Cuando la ruptura fue pronunciada, lo que quedaba ante mí ya no era mundo ni cuerpo ni pensamiento.
Era un plano indeterminado que se plegaba sobre sí mismo con la indiferencia de lo absoluto.
Allí comprendí que, si quería sobrevivir a esa nada que era sobreabundancia, debía aprender a dibujarla.
Cartografos del ridículo nos dicen algunos, otros, suelen llamarnos poetas.

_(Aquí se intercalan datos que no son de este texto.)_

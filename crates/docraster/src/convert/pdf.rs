//! PDF rasterization via poppler's `pdftoppm`.
//!
//! The source is parsed with `lopdf` first so a corrupt file fails with a
//! typed error before any external tool runs, and so the parsed page count
//! can be checked against the number of images poppler actually produced.
//! Rendering itself shells out to `pdftoppm` once for the whole document;
//! the configured poppler directory is probed and silently ignored when it
//! does not exist, falling back to a plain `$PATH` lookup.

use std::path::{Path, PathBuf};
use std::process::Command;

use image::RgbImage;
use tracing::{debug, warn};

use crate::config::ConversionConfig;
use crate::error::ConvertError;

/// Render every page of the PDF at the configured DPI, preserving source
/// page order.
pub fn rasterize_pdf(path: &Path, config: &ConversionConfig) -> Result<Vec<RgbImage>, ConvertError> {
    let _span = tracing::info_span!("convert.pdf", path = %path.display()).entered();

    let doc = lopdf::Document::load(path).map_err(|e| ConvertError::PdfParse {
        path: path.to_path_buf(),
        reason: e.to_string(),
    })?;
    let page_count = doc.get_pages().len();
    debug!("PDF parsed: {} pages", page_count);

    if page_count == 0 {
        return Ok(Vec::new());
    }

    let scratch = tempfile::tempdir()
        .map_err(|e| ConvertError::PdfRender(format!("Failed to create scratch dir: {}", e)))?;
    let prefix = scratch.path().join("page");

    let output = pdftoppm_command(config)
        .args(["-png", "-r", &config.dpi.to_string()])
        .arg(path)
        .arg(&prefix)
        .output()
        .map_err(|e| {
            ConvertError::PdfRender(format!(
                "Failed to run pdftoppm: {}. Make sure poppler-utils is installed.",
                e
            ))
        })?;

    if !output.status.success() {
        return Err(ConvertError::PdfRender(format!(
            "pdftoppm failed: {}",
            String::from_utf8_lossy(&output.stderr)
        )));
    }

    let rendered = collect_rendered_pages(scratch.path())?;
    if rendered.len() != page_count {
        return Err(ConvertError::PdfRender(format!(
            "pdftoppm produced {} images for a {}-page document",
            rendered.len(),
            page_count
        )));
    }

    let mut images = Vec::with_capacity(rendered.len());
    for (page_number, image_path) in rendered {
        let img = image::open(&image_path).map_err(|e| {
            ConvertError::PdfRender(format!("Failed to read rendered page {}: {}", page_number, e))
        })?;
        images.push(img.to_rgb8());
    }

    Ok(images)
}

/// Build the `pdftoppm` command. A configured poppler directory is only
/// honoured when it actually exists; otherwise resolution falls back to
/// `$PATH` and rendering itself decides success or failure.
fn pdftoppm_command(config: &ConversionConfig) -> Command {
    if let Some(dir) = &config.poppler_path {
        if dir.is_dir() {
            return Command::new(dir.join("pdftoppm"));
        }
        warn!(
            "Configured poppler path {} does not exist, falling back to $PATH",
            dir.display()
        );
    }
    Command::new("pdftoppm")
}

/// Find `page-N.png` outputs in the scratch dir and order them by page
/// number. `pdftoppm` zero-pads the suffix depending on the page count, so
/// the number is parsed rather than reconstructed.
fn collect_rendered_pages(dir: &Path) -> Result<Vec<(usize, PathBuf)>, ConvertError> {
    let entries = std::fs::read_dir(dir)
        .map_err(|e| ConvertError::PdfRender(format!("Failed to read scratch dir: {}", e)))?;

    let mut pages = Vec::new();
    for entry in entries {
        let entry =
            entry.map_err(|e| ConvertError::PdfRender(format!("Failed to read scratch dir: {}", e)))?;
        let path = entry.path();
        if let Some(page_number) = page_number_of(&path) {
            pages.push((page_number, path));
        }
    }
    pages.sort_unstable_by_key(|(n, _)| *n);
    Ok(pages)
}

/// Parse the 1-based page number out of a `page-<n>.png` filename.
fn page_number_of(path: &Path) -> Option<usize> {
    if path.extension().and_then(|e| e.to_str()) != Some("png") {
        return None;
    }
    let stem = path.file_stem()?.to_str()?;
    let suffix = stem.strip_prefix("page-")?;
    suffix.parse().ok()
}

No hay mapa posible, y sin embargo, la orden es dibujarlo.
Me lo dijo la voz que no habita en el aire ni en la garganta, ¿La escuchaste? esa que solo aparece cuando no la nombro.
—Traza el territorio de lo que no existe —susurró desde la grieta.
Y obedecí, no por fe, sino por la urgencia de saber dónde empieza el borde que me consume.
Pero ¿cómo cartografiar un lugar que no es lugar?
Las coordenadas se disuelven antes de escribirlas, los puntos cardinales se derraman en sí mismos, y el norte es un espejismo que gira, líquido, sobre la palma de la mano.
Cada vez que creo haber fijado una línea, la línea se repliega en espiral y vuelve a ser nada.
Allí, en ese colapso, la brújula deja de apuntar al hierro del mundo y empieza a señalar hacia arriba.
Aún no sabes lo que mostraba la brújula, lo entenderas al final de este viaje.
Ella —la que habita sin forma— se desplaza como un animal ciego en un océano sin agua.
No avanza ni retrocede, simplemente ondula.
Y yo, desde dentro de ella, siento que cada paso que doy es al mismo tiempo todos los pasos posibles y ninguno.
Afuera, quienes la observan desde su orilla creen que se trata de la coreografía de una loca, de luz y sombra, pero en realidad es la vibración de un instante que se expande en todas direcciones sin ocupar espacio.
Subete al baile de la locura conmigo. Toma mi mano y dibujamos juntos.
Lo llamaron vacío.
Pero no es ausencia, es sobreabundancia sin límite.
Aquí, las paredes se despliegan como estantes interminables, más vastos que cualquier sueño humano. Cada volumen contiene todas las palabras que han sido pronunciadas, y todas las que aún no han sido concebidas.
Es la biblioteca imposible, anterior y posterior a la de Alejandría, donde no hubo incendio porque nada puede arder en lo que no pertenece al tiempo.
Este es el archivo primordial, donde el conocimiento no se guarda para ser leído, sino para recordarte que nunca podrás abarcarlo.
Aquí todo está escrito, pero cada vez que extiendes la mano para tomar un libro, el estante retrocede un paso más en la espiral, obligándote a seguirlo.
Es un tejido invisible donde las distancias no miden, los tamaños no existen y el tiempo no está.
¿Quién es la que se mueve entre los instantes literarios qué son los saltos entre palabras?
Nuestra acolita. Siempte ella con el rostro borroso y la capucha puesta.
Cuando ella lo recorre, su silueta parece plegarse en capas infinitas, como si fuera la proyección de sí misma en todos los planos de realidad al mismo tiempo.
Yo —que ahora soy ella y también la que la describe— llevo un punzón en la mano, creyendo que trazar es posible.
Clavo el instrumento en el aire denso, y de la herida que se abre brotan hilos de luz que se enroscan, formando figuras imposibles:
círculos que no cierran, triángulos de lados curvos, cuadrículas líquidas que se doblan sobre sí mismas.
Cada figura es un lugar, y cada lugar es un recuerdo de algo que no viví pero que me pertenece.
El mapa crece hacia adentro, hacia afuera. En la superficie, y hacia profundidad.
Cuando intento verlo entero, me doy cuenta de que estoy mirando el reverso de mi propia piel, y que las líneas no son rutas, sino cicatrices de un viaje que no recuerdo haber comenzado, pero que me sigue moviendo.
La sombra aparece en el punto donde el mapa se arruga.
No habla, pero señala con un dedo largo y frío un pliegue imposible, como si dijera: ahí empieza todo.
Porque la cartografía del vacío no es guía ni registro.
Es un conjuro.
Y al terminar de trazar la última línea, descubro que la línea me está dibujando a mí.